Babies’, children's and young people’s mental health
Early relationships between babies and their parents or caregivers are critical to infant mental health. As part of Infant Mental Health Awareness Week, Sally Hogg of the Parent-Infant Foundation calls for strong leadership to join up fragmented policies locally, to ensure every baby has the best start in life.
This week is Infant Mental Health Awareness Week (#IMHAW2022), a chance to focus attention on the wellbeing, and social and emotional development of our youngest children.
Over the last few years, the Parent-Infant Foundation has shone a spotlight on the ‘baby blindspot’ in mental health policies and services. Here are just a few examples:
- In 2019, freedom of information requests found that children’s mental health services in 42 per cent of NHS commissioning (CCG) areas in England would not accept referrals for children aged two and under.
- In 2021, a survey of NHS CAMHS professionals found that during their pre-qualification training, 26 per cent of respondents had not been trained to work with 0–2-year-olds and 48 per cent had not had experience working with this age group.
- This year, a surveyed teachers and early education professionals. Described the impact of a lack of mental health support for young children. As one respondent wrote: “CAMHS support does not take effect until five years. If the impact of trauma was reduced at preschool age we would see less difficulties in primary school and beyond.”
In 2019, the NHS Long Term Plan set out a vision for a comprehensive 0-25 mental health system, with specialist services for all children who need them. Delivering on such a vision requires us to ensure that there are services in place with the specialist expertise to work with our youngest children. Specialised parent-infant relationship teams are multi-disciplinary teams who do this important work.
Parent-infant relationship teams
Led by mental health professionals such as psychotherapists or psychologists with specialist expertise, parent-infant relationship teams offer both therapeutic support to families experiencing severe, complex and/or enduring difficulties in their early relationships, as well as training, consultation, and supervision across health and children’s services.
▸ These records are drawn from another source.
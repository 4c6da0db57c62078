use crate::grammar;
use thiserror::Error;

/// A filter request that cannot be resolved against the schema.
///
/// These describe problems with the caller's request, never with the storage backend. In silent
/// mode the resolver skips the offending field instead of returning them.
#[derive(Debug, Clone, PartialEq, Eq, Error)]
pub enum ValidationError {
    #[error("no operator found in filter; available operators: {}", .available.join(", "))]
    NoOperatorMatch { available: Vec<String> },

    #[error("field `{field}` is not filterable on `{model}`; available fields: {}", .available.join(", "))]
    FieldNotSupported { field: String, model: String, available: Vec<String> },

    #[error("operator `{operator}` is not allowed on field `{field}`; allowed operators: {}", .available.join(", "))]
    OperatorNotSupported { field: String, operator: String, available: Vec<String> },

    #[error("operator `{operator}` is not applied to any field")]
    OperatorWithoutField { operator: String },

    #[error("invalid operand for `{operator}`: {reason}")]
    InvalidOperand { operator: String, reason: String },

    #[error("filter nesting exceeds the limit of {limit}")]
    DepthExceeded { limit: usize },
}

/// A failure reported by a query backend. Never swallowed by silent mode.
#[derive(Debug, Error)]
#[error("storage error: {0}")]
pub struct StorageError(#[source] Box<dyn std::error::Error + Send + Sync + 'static>);

impl StorageError {
    pub fn new(err: impl std::error::Error + Send + Sync + 'static) -> Self { Self(Box::new(err)) }
}

#[derive(Debug, Error)]
pub enum ResolveError {
    #[error(transparent)]
    Validation(#[from] ValidationError),

    #[error("model `{0}` is not part of the schema")]
    UnknownModel(String),

    #[error(transparent)]
    Storage(#[from] StorageError),
}

impl ResolveError {
    pub fn is_validation(&self) -> bool { matches!(self, ResolveError::Validation(_)) }
}

#[derive(Debug, Clone, PartialEq, Eq, Error)]
pub enum SchemaError {
    #[error("model `{0}` is declared twice")]
    DuplicateModel(String),

    #[error("relation `{model}.{relation}` targets unknown model `{target}`")]
    UnknownTarget { model: String, relation: String, target: String },

    #[error("morph marker `{marker}` maps to unknown model `{model}`")]
    UnknownMorphModel { marker: String, model: String },

    #[error("model registered as `{key}` is named `{name}`")]
    NameMismatch { key: String, name: String },
}

#[derive(Debug, Clone, PartialEq, Eq, Error)]
pub enum RegistryError {
    #[error("operator token `{0}` must be non-empty and start with `$`")]
    InvalidToken(String),

    #[error("operator token `{0}` registered twice")]
    DuplicateToken(String),
}

/// Errors from the query-string front end
#[derive(Debug, Error)]
pub enum ParseError {
    #[error("Syntax error: {0}")]
    SyntaxError(String),
    #[error("Expected {expected}, got {got:?}")]
    UnexpectedRule { expected: &'static str, got: grammar::Rule },
    #[error("Invalid UTF-8 in {0}")]
    InvalidEncoding(String),
    #[error("Conflicting assignments to `{0}`")]
    Conflict(String),
    #[error("Key `{key}` nests deeper than {limit} segments")]
    TooDeep { key: String, limit: usize },
}

impl From<pest::error::Error<grammar::Rule>> for ParseError {
    fn from(err: pest::error::Error<grammar::Rule>) -> Self { ParseError::SyntaxError(err.to_string()) }
}
use std::str::FromStr;
use std::sync::Arc;

use nestql::schema::Relation;
use nestql::{Literal, ModelDescriptor, OperatorRegistry, Resolver, ResolverConfig, Schema};
use nestql_sqlite::{SqliteConfig, SqliteQuery};
use rusqlite::Connection;
use tracing::Level;

// Initialize tracing for tests
#[ctor::ctor]
fn init_tracing() {
    // if LOG_LEVEL env var is set, use it
    if let Ok(level) = std::env::var("LOG_LEVEL") {
        tracing_subscriber::fmt().with_max_level(Level::from_str(&level).unwrap()).with_test_writer().init();
    } else {
        tracing_subscriber::fmt().with_max_level(Level::INFO).with_test_writer().init();
    }
}

pub fn schema() -> Arc<Schema> {
    let schema = Schema::builder()
        .model(ModelDescriptor::new("user", "users").field("name").renamed("email", "email_address").relation("posts", Relation::has_many("post", "author_id")))
        .model(
            ModelDescriptor::new("post", "posts")
                .field("title")
                .field("slug")
                .restricted("views", ["$eq", "$gt", "$lt", "$between", "$notBetween"])
                .relation("author", Relation::belongs_to("user", "author_id"))
                .relation("comments", Relation::morph_many("comment", "commentable")),
        )
        .model(ModelDescriptor::new("video", "videos").field("url").field("duration").relation("comments", Relation::morph_many("comment", "commentable")))
        .model(ModelDescriptor::new("comment", "comments").field("body").relation("commentable", Relation::morph_to("commentable", ["post", "video"])))
        .build()
        .unwrap();
    Arc::new(schema)
}

#[allow(unused)]
pub fn resolver(config: ResolverConfig) -> Resolver { Resolver::new(schema(), Arc::new(OperatorRegistry::standard()), config) }

/// In-memory database with a few users, their posts, videos and comments on both.
#[allow(unused)]
pub fn database() -> anyhow::Result<Connection> {
    let conn = nestql_sqlite::open(&SqliteConfig::Memory)?;
    conn.execute_batch(
        r#"
        CREATE TABLE users (id INTEGER PRIMARY KEY, name TEXT NOT NULL, email_address TEXT);
        CREATE TABLE posts (id INTEGER PRIMARY KEY, title TEXT NOT NULL, slug TEXT COLLATE NOCASE, views INTEGER NOT NULL, author_id INTEGER REFERENCES users(id));
        CREATE TABLE videos (id INTEGER PRIMARY KEY, url TEXT NOT NULL, duration INTEGER NOT NULL);
        CREATE TABLE comments (id INTEGER PRIMARY KEY, body TEXT NOT NULL, commentable_type TEXT NOT NULL, commentable_id INTEGER NOT NULL);

        INSERT INTO users VALUES (1, 'Ada', 'ada@example.com'), (2, 'Grace', 'grace@example.com'), (3, 'Linus', NULL);
        INSERT INTO posts VALUES (1, 'Rust ownership', 'abc', 120, 1), (2, 'SQL joins', 'ABC', 40, 2), (3, 'Discounts: 100% off', 'xyz', 5, 1);
        INSERT INTO videos VALUES (1, 'https://videos.example/1', 300), (2, 'https://videos.example/2', 45);
        INSERT INTO comments VALUES
            (1, 'great', 'post', 1),
            (2, 'meh', 'post', 2),
            (3, 'nice video', 'video', 1),
            (4, 'GREAT', 'post', 2),
            (5, 'short', 'video', 2);
        "#,
    )?;
    Ok(conn)
}

/// Keys of the `model` rows matching `request`.
#[allow(unused)]
pub fn filter(conn: &Connection, resolver: &Resolver, model: &str, request: serde_json::Value) -> anyhow::Result<Vec<i64>> {
    let mut query = SqliteQuery::new(conn, resolver.schema(), model);
    let request = request.as_object().cloned().unwrap_or_default();
    resolver.apply_request(&mut query, &request)?;
    keys(&query)
}

#[allow(unused)]
pub fn keys(query: &SqliteQuery<'_>) -> anyhow::Result<Vec<i64>> {
    Ok(query
        .fetch_keys()?
        .into_iter()
        .map(|key| match key {
            Literal::I64(id) => id,
            other => panic!("unexpected key {other:?}"),
        })
        .collect())
}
There are currently 42 parent-infant teams across the UK, all designed slightly differently to respond to the needs of their communities, and often with different names on the ground. Many straddle health and local authority services. For example, in Sefton, a new parent-infant team called the Building Attachment and Bonds Service is funded by Early Help, delivered by the Mersey Care NHS Foundation Trust, and offered in family hubs.
The Parent-Infant Foundation’s Parent-Infant Teams Network brings these teams together to share learning and good practice, champion infant mental health and work together towards the highest standards of practice.
Early relationships between babies and their parents or caregivers are critical to infant mental health, and many other aspects of health and development. New research suggests that the public recognise this and support the work of services like parent-infant teams. In a survey with a representative sample of 2,000 UK adults, 75 per cent responded that early relationships are ‘very important’ and 84 per cent agreed or agreed strongly that health services should offer support to families with issues in early parent-infant relationships.
Policy is promising but it is fragmented, and must be stitched together at a local level to ensure all families can get the right support at the right time
In UK government policy, strengthening early relationships and supporting babies’ emotional wellbeing and development sits across several policy agendas:
- The Start for Life programme contains £100 million for perinatal mental health and parent-infant relationships support.
- In response to the review of children’s social care, the Department for Education is likely to reform help for families who need ‘early help’ or are on the edge of care.
- NHS England is leading on development of mental health services in the perinatal period and for babies, children and young people aged 0-25.
- Family mental health, including infant mental health is one of the high impact areas for health visiting, set out by Public Health England (now OHID).
- The Supporting Families programme now recognises the importance of early years’ development within its outcome framework.
Policy is promising but it is fragmented, and must be stitched together at a local level to ensure all families can get the right support at the right time. This involves leadership and integration at both strategic and operational levels, clear shared priorities and a good understanding of local need. (The Early Intervention Foudation Maturity Matix is a useful tool to understand how effective, mature partnerships operate).
There are statutory duties to support integrated working, such as the duty in the Childcare Act 2006 for local authorities to work with the NHS and others to improve outcomes and reduce inequalities for children aged 0-5 though integrated early childhood services. The new Health and Care Act requires integrated care boards to set out the steps they will take to address the needs of those aged 0-25 in their forward plan.
Some trailblazing local partners have been considering babies’ emotional needs for many years. For example, a key priority of the health and wellbeing strategy in Leeds is giving children the best start in life, and there is clear strategic leadership for the early years in the city, as well as good partnership working between organisations to deliver this. This year, the Leeds Infant Mental Health Service will celebrate its tenth anniversary.
Infant Mental Health Awareness week provides a good prompt to consider some important questions: where do infant mental health and early relationships sit within your local structures and partners? Are you doing all you can to ensure every baby as the best start in life?